Report
Concentrated Solar Power
Heating Up India’s Solar Thermal Market under the National Solar Mission
Arunabha Ghosh
September 2012 | Energy Transitions
Suggested Citation: Natural Resources Defense Council and Council on Energy, Environment and Water. 2012. Concentrated Solar Power: Heating Up India’s Solar Thermal Market under the National Solar Mission. New York; New Delhi: Natural Resources Defense Council and Council on Energy, Environment and Water.
Overview
This report, in collaboration with the National Resources Defense Council, analyses Phase 1 of India’s National Solar Mission. It focuses on grid-connected solar PV projects, and highlights the importance of a robust solar ecosystem to realise the objectives of the Jawaharlal Nehru National Solar Mission (NSM). The findings and recommendations in this report intend to strengthen the development of the concentrated solar power (CSP) ecosystem, to help make India’s immense solar potential a long-term reality. The report was preceded by an interim report, ‘Laying the Foundation for a Bright Future: Assessing Progress under Phase 1 of India’s National Solar Mission’.
Key Findings
Phase 1 of the concentrated solar power projects
- Of more than 60 CSP bids received during the Mission’s inaugural auction, the Ministry of New and Renewable Energy (MNRE) selected seven projects, totalling 470 MW.
- Equal project allocation between the two solar technologies played an important part in kickstarting the CSP market.
- In order to encourage CSP project growth in the midst of falling PV module prices, both the central and state governments must continue to strongly support CSP technologies.
- There is a need for stronger policy measures to spur transformative CSP technologies. Two technologies that give CSP transformative potential are thermal energy storage and dry-cooling.
- Some developers struggled to find a sufficient number of adequately trained technicians with fabrication and welding skills for CSP projects.
Resource assessment and finance
- No CSP plant under the Mission has been financed on a non-recourse basis. The government must help to ensure that non-recourse lending develops.
- Enforcing renewable purchase obligations (RPOs) were necessary to meet NSM targets. Therefore, making a state’s receipt of central funding contingent on having RPO enforcement policies in place could help to achieve this goal.
- The sector lending limits and increased competition for power sector financing were bottlenecks to financing renewable energy projects.
- CSP projects need information on direct normal irradiance (DNI) rather than global irradiance data that PV plants rely upon.
Sustainable technology choices
- CSP storage presents an opportunity for 24-hour clean energy power supply.
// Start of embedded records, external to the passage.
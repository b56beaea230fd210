//! The webhook client, holding the endpoint and the defaults messages start
//! from.

use crate::{
    attachment::Attachment,
    error::SendError,
    message::Message,
    options::Options,
    payload::Payload,
    transport::{self, Transport},
};
use tracing::{debug, warn};
use url::Url;

/// A client for a single incoming webhook.
///
/// The client's configuration is only read while sending, never written, so
/// a client can be shared between concurrent sends. Mutating its defaults
/// while sends are in flight needs synchronising by the caller.
#[derive(Clone, Debug)]
pub struct Client<T = reqwest::Client> {
    endpoint: Url,
    default_channel: Option<String>,
    default_username: Option<String>,
    default_icon: Option<String>,
    link_names: bool,
    unfurl_links: bool,
    unfurl_media: bool,
    allow_markdown: bool,
    markdown_in_attachments: Vec<String>,
    transport: T,
}

impl Client {
    /// Instantiate a new client which posts over the shared HTTP client.
    pub fn new(endpoint: Url, options: Options) -> Self {
        Client::with_transport(endpoint, options, transport::shared())
    }
}

impl<T> Client<T> {
    /// Instantiate a new client which posts via `transport`.
    pub fn with_transport(endpoint: Url, options: Options, transport: T) -> Self {
        let mut client = Client {
            endpoint,
            default_channel: None,
            default_username: None,
            default_icon: None,
            link_names: false,
            unfurl_links: false,
            unfurl_media: true,
            allow_markdown: true,
            markdown_in_attachments: Vec::new(),
            transport,
        };

        client.apply(options);
        client
    }

    /// Apply every option that's been supplied, leaving the rest as they are.
    pub fn apply(&mut self, options: Options) -> &mut Self {
        if options.channel.is_some() {
            self.set_default_channel(options.channel);
        }
        if options.username.is_some() {
            self.set_default_username(options.username);
        }
        if options.icon.is_some() {
            self.set_default_icon(options.icon);
        }
        if let Some(x) = options.link_names {
            self.set_link_names(x);
        }
        if let Some(x) = options.unfurl_links {
            self.set_unfurl_links(x);
        }
        if let Some(x) = options.unfurl_media {
            self.set_unfurl_media(x);
        }
        if let Some(x) = options.allow_markdown {
            self.set_allow_markdown(x);
        }
        if let Some(x) = options.markdown_in_attachments {
            self.set_markdown_in_attachments(x);
        }

        self
    }

    pub fn endpoint(&self) -> &Url {
        &self.endpoint
    }

    pub fn set_endpoint(&mut self, endpoint: Url) -> &mut Self {
        self.endpoint = endpoint;
        self
    }

    pub fn default_channel(&self) -> Option<&str> {
        self.default_channel.as_deref()
    }

    pub fn set_default_channel(&mut self, channel: Option<String>) -> &mut Self {
        self.default_channel = channel;
        self
    }

    pub fn default_username(&self) -> Option<&str> {
        self.default_username.as_deref()
    }

    pub fn set_default_username(&mut self, username: Option<String>) -> &mut Self {
        self.default_username = username;
        self
    }

    pub fn default_icon(&self) -> Option<&str> {
        self.default_icon.as_deref()
    }

    pub fn set_default_icon(&mut self, icon: Option<String>) -> &mut Self {
        self.default_icon = icon;
        self
    }

    /// Whether `@user` and `#channel` in plain text are turned into links.
    pub fn link_names(&self) -> bool {
        self.link_names
    }

    pub fn set_link_names(&mut self, x: bool) -> &mut Self {
        self.link_names = x;
        self
    }

    pub fn unfurl_links(&self) -> bool {
        self.unfurl_links
    }

    pub fn set_unfurl_links(&mut self, x: bool) -> &mut Self {
        self.unfurl_links = x;
        self
    }

    pub fn unfurl_media(&self) -> bool {
        self.unfurl_media
    }

    pub fn set_unfurl_media(&mut self, x: bool) -> &mut Self {
        self.unfurl_media = x;
        self
    }

    pub fn allow_markdown(&self) -> bool {
        self.allow_markdown
    }

    pub fn set_allow_markdown(&mut self, x: bool) -> &mut Self {
        self.allow_markdown = x;
        self
    }

    pub fn markdown_in_attachments(&self) -> &[String] {
        &self.markdown_in_attachments
    }

    pub fn set_markdown_in_attachments(&mut self, fields: Vec<String>) -> &mut Self {
        self.markdown_in_attachments = fields;
        self
    }

    pub fn transport(&self) -> &T {
        &self.transport
    }

    /// Create a message carrying a copy of the current defaults.
    pub fn create_message(&self) -> Message {
        Message::seeded(
            self.default_channel.clone(),
            self.default_username.clone(),
            self.default_icon.clone(),
            self.allow_markdown,
            self.markdown_in_attachments.clone(),
        )
    }

    /// A fresh message sent to `channel` instead of the default.
    pub fn to<S: Into<String>>(&self, channel: S) -> Message {
        let mut msg = self.create_message();
        msg.to(channel);
        msg
    }

    /// A fresh message sent as `username` instead of the default.
    pub fn from<S: Into<String>>(&self, username: S) -> Message {
        let mut msg = self.create_message();
        msg.from(username);
        msg
    }

    /// A fresh message with `icon` instead of the default.
    pub fn with_icon<S: Into<String>>(&self, icon: S) -> Message {
        let mut msg = self.create_message();
        msg.with_icon(icon);
        msg
    }

    /// A fresh message carrying `attachment`.
    pub fn attach(&self, attachment: Attachment) -> Message {
        let mut msg = self.create_message();
        msg.attach(attachment);
        msg
    }

    /// Merge a message with this client's flags into the structure that's
    /// sent over the wire.
    ///
    /// The message's channel, username and icon are taken as-is; defaults
    /// were already copied into it on creation.
    pub fn payload<'a>(&'a self, msg: &'a Message) -> Payload<'a> {
        Payload {
            text: msg.text(),
            channel: msg.channel(),
            username: msg.username(),
            link_names: self.link_names,
            unfurl_links: self.unfurl_links,
            unfurl_media: self.unfurl_media,
            mrkdwn: msg.allow_markdown(),
            icon: msg.icon().map(|x| (msg.icon_type(), x)),
            attachments: msg.attachments(),
        }
    }
}

impl<T: Transport> Client<T> {
    /// Encode a message and `POST` it to the endpoint, once.
    pub async fn send_message(&self, msg: &Message) -> Result<(), SendError<T::Error>> {
        let body = serde_json::to_string(&self.payload(msg)).map_err(SendError::Encode)?;

        debug!(
            endpoint = %self.endpoint,
            attachments = msg.attachments().len(),
            bytes = body.len(),
            "Posting message"
        );

        self.transport
            .post(&self.endpoint, body)
            .await
            .map_err(|e| {
                warn!(endpoint = %self.endpoint, "Webhook request failed");
                SendError::Transport(e)
            })
    }

    /// Send a fresh message with the given text.
    pub async fn send<S: Into<String>>(&self, text: S) -> Result<(), SendError<T::Error>> {
        let mut msg = self.create_message();
        msg.set_text(text);

        self.send_message(&msg).await
    }
}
Using CSP, storage of solar thermal energy is more efficient than electrical storage of electricity generated by wind and solar PV systems.
- CSP plants can be combined with new or existing conventional coal or gas plants, thermal industrial systems, or with renewable sources such as biomass.
- Heat transfer fluid availability has been a bottleneck for trough technology but is also an avenue for local research and development.
- Water-cooled CSP systems are more efficient in converting solar energy into electricity. However, they have significantly higher water consumption compared to plants that use other cooling technologies, such as dry cooling.
- The most suitable location for the CSP project is a frequently arid region with limited water supply such as Rajasthan where five of the seven NSM CSP projects are located.
- These projects rely on the Indira Gandhi canal as their source of water and water supply shortages present a key risk to power generation.
Power plants and groundwater availability in Rajasthan
Key Recommendations
- Ensure that Phase 2 policies continue to encourage CSP technologies along with other solar technologies.
- Enforce commissioning timelines for Phase 1 projects to avoid setting a precedent of leniency on delays.
- Ensure that Phase 2 guidelines strike a balance between encouraging new players to participate and attracting experienced developers.
- Coordinate with stakeholders to develop strategies to encourage non-recourse project financing in order to attract investment.
- The Solar Energy Corporation of India (SECI) should facilitate a set of detailed case studies about key CSP projects highlighting financial viability and loan syndication.
- Continue to facilitate the collection of DNI data and mandate data sharing by project developers.
- Continue to analyse effective approaches to the enforcement of RPOs and the development of a renewable energy certificates market.
- Incentivise the adoption of storage technologies in CSP plants and evaluate mechanisms to spur storage-enabled generation such as carving out CSP projects with storage under the NSM or longer NSM commissioning timelines for projects with storage.
- Assess opportunities for hybrid CSP baseload plants with sustainably-produced biomass and other fuels and develop policy guidelines to encourage such projects.
CSP storage presents an opportunity for 24-hour clean energy power supply. Using CSP, storage of solar thermal energy is more efficient than electrical storage of electricity generated by wind and solar PV systems.